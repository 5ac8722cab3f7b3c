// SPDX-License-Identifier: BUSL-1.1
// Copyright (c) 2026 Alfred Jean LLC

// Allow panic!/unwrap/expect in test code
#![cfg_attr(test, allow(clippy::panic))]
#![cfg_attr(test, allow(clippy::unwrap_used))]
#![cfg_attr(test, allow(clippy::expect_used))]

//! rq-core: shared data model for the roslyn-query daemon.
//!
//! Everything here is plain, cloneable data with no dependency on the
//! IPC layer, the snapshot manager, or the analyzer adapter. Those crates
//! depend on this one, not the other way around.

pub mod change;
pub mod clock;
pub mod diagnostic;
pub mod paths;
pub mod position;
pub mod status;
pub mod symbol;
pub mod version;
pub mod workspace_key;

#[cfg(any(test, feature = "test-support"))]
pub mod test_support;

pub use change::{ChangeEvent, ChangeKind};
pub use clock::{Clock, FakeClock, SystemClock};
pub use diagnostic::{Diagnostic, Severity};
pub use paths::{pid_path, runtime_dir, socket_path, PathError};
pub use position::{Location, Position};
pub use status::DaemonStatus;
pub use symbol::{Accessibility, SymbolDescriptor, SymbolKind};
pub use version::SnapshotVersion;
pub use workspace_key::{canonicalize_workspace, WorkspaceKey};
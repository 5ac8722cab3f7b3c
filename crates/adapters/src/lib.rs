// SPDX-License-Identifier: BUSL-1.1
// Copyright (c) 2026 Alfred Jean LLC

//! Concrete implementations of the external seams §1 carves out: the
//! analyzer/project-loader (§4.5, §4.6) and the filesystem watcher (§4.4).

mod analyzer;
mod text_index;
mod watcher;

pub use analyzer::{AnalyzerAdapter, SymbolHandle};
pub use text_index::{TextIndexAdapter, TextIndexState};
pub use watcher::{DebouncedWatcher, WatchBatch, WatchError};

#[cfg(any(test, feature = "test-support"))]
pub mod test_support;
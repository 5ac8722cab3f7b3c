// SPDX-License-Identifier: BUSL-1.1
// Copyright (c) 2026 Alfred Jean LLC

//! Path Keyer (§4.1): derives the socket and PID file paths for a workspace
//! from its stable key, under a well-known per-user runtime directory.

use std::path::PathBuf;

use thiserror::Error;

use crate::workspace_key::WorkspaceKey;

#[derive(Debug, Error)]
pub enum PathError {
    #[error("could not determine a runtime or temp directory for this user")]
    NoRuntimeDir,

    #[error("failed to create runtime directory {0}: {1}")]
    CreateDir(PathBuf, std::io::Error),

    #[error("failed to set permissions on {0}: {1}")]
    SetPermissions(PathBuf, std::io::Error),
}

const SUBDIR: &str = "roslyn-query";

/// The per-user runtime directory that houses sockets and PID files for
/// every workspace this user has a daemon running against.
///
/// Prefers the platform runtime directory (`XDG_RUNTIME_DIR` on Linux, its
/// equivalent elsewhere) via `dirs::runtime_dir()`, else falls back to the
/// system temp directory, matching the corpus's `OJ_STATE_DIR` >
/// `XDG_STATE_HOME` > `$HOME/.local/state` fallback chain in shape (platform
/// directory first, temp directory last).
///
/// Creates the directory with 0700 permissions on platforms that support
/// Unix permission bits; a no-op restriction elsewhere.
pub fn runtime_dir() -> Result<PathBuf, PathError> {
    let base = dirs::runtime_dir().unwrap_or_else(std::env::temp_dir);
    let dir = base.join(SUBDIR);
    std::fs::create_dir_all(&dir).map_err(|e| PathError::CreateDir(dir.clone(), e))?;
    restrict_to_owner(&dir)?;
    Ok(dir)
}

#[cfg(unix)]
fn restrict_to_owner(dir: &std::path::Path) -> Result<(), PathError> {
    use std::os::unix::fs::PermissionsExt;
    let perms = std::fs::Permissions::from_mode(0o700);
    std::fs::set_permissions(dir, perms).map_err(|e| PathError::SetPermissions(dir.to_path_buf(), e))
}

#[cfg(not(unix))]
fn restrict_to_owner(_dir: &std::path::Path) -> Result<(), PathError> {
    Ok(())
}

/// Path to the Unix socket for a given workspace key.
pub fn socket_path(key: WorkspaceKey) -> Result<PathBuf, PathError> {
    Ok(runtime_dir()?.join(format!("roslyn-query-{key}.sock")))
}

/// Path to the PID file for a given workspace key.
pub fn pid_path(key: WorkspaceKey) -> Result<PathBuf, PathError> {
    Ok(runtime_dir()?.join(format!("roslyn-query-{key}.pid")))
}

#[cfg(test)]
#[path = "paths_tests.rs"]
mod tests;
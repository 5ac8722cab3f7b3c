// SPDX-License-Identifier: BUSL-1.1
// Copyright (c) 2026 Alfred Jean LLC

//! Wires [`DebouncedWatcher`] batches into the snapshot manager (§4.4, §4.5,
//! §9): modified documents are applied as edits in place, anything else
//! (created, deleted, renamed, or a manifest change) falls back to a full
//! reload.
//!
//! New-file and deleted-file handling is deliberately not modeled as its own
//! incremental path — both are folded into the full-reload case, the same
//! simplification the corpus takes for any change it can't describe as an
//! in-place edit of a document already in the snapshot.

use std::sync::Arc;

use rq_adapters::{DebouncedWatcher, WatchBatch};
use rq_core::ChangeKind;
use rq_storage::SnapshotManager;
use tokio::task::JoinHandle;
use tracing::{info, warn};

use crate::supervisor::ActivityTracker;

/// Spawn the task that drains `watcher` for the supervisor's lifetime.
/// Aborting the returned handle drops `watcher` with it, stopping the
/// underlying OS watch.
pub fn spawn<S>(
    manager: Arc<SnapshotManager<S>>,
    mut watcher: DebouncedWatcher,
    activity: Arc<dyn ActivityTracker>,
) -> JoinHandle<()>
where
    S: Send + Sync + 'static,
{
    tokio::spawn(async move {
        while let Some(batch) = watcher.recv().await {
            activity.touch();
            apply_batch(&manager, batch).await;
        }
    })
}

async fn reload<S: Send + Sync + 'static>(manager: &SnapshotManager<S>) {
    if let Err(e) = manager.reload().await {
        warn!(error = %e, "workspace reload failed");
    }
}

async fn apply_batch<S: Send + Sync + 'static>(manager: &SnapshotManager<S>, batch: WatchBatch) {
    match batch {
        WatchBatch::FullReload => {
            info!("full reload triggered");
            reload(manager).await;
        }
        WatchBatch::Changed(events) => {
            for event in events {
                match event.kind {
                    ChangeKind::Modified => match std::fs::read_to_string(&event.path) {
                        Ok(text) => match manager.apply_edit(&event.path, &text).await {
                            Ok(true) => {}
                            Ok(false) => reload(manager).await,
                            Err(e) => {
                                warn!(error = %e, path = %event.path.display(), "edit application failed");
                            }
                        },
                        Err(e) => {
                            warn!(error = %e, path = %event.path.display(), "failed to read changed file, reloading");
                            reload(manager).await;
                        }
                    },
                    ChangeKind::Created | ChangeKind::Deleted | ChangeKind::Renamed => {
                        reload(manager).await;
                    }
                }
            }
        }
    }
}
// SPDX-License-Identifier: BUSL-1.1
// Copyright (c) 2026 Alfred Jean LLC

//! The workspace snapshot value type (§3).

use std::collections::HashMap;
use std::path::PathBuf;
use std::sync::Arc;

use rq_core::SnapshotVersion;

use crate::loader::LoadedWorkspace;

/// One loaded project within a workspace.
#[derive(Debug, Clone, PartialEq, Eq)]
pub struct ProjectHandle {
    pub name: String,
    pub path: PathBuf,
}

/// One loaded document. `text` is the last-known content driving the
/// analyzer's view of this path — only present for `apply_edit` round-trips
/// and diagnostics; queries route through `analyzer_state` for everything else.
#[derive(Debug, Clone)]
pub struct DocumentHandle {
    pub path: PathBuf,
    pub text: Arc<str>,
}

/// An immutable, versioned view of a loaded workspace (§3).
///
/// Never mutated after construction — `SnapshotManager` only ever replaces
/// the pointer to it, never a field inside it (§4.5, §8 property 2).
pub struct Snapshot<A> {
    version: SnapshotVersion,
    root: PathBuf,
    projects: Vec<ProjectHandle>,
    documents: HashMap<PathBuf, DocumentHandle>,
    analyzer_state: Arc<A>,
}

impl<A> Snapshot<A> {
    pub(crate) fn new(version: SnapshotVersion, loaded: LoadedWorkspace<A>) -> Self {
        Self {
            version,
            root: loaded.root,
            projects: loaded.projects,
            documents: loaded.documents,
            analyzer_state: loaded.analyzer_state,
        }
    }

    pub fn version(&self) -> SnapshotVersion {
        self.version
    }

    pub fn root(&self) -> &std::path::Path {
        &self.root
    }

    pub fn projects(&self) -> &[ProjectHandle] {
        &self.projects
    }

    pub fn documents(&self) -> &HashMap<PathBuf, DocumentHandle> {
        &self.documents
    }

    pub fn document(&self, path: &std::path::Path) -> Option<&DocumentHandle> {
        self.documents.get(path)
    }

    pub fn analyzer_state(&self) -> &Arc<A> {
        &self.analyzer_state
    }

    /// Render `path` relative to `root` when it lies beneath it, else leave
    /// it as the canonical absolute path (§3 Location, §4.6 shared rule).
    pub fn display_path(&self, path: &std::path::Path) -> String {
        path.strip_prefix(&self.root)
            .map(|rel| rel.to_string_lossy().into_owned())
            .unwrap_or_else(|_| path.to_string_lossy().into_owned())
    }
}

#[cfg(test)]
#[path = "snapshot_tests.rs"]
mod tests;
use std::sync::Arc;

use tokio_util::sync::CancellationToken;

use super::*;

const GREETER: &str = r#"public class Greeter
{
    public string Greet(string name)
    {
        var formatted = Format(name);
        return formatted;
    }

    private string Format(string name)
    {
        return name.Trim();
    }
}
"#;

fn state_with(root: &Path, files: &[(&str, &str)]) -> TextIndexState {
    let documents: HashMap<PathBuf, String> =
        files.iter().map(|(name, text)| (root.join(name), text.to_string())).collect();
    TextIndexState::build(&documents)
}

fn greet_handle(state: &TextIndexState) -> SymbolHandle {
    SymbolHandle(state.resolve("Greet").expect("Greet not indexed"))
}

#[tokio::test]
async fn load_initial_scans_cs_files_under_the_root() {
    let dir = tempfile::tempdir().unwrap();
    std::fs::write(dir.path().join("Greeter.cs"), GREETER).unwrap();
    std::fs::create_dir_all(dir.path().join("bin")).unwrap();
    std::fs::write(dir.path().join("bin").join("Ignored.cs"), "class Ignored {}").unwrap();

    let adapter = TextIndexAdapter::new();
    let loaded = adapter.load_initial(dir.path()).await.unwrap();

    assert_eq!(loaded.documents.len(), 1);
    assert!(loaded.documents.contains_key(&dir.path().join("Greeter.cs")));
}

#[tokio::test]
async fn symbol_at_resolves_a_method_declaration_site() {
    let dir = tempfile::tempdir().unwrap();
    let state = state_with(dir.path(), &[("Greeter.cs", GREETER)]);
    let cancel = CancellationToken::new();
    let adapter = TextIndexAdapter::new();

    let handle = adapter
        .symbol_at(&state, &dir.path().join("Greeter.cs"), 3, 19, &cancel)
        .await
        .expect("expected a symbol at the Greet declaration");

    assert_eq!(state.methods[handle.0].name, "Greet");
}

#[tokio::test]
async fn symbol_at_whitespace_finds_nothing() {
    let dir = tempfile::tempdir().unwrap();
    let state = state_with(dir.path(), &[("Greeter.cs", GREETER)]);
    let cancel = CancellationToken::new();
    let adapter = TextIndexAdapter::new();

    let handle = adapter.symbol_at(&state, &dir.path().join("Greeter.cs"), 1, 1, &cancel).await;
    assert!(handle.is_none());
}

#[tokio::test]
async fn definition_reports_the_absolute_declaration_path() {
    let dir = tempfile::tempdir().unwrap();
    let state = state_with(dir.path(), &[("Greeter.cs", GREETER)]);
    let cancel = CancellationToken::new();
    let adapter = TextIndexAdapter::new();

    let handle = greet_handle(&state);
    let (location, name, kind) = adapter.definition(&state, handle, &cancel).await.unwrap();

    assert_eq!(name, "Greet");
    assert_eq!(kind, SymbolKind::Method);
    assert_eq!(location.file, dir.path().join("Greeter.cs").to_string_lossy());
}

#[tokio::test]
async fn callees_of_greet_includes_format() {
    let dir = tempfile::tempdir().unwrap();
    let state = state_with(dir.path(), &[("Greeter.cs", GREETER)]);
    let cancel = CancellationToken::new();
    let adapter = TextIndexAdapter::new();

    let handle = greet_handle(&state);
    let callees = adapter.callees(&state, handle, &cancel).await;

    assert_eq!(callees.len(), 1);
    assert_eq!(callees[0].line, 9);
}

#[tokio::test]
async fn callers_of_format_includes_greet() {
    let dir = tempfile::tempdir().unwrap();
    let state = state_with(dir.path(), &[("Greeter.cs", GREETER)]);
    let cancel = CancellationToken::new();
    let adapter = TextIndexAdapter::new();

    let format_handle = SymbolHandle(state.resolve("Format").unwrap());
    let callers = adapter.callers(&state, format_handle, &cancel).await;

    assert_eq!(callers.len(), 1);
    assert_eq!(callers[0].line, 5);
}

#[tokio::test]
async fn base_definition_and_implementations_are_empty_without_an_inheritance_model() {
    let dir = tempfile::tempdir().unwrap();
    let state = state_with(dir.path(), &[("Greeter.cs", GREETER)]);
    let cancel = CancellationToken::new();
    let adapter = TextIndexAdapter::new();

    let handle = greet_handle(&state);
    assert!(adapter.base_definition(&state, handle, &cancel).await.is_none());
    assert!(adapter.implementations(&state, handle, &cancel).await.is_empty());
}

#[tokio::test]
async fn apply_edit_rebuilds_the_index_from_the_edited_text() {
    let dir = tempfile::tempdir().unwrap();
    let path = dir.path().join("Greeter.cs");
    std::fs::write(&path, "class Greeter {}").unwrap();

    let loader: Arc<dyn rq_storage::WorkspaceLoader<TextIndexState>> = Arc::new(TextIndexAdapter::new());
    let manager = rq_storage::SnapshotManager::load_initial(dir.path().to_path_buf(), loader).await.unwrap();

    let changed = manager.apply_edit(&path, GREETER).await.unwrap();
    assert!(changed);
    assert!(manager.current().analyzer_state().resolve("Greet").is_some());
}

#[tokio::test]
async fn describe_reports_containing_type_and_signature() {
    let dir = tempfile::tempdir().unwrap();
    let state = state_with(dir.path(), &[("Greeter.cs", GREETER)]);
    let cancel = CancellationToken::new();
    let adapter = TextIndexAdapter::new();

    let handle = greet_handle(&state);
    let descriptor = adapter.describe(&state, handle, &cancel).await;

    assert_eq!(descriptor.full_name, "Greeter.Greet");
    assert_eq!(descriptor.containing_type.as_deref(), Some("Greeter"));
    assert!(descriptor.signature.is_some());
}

» **Activity**
Copy every single line of the material above that holds "write".

» **Output below**
    std::fs::write(dir.path().join("Greeter.cs"), GREETER).unwrap();
    std::fs::write(dir.path().join("bin").join("Ignored.cs"), "class Ignored {}").unwrap();
    std::fs::write(&path, "class Greeter {}").unwrap();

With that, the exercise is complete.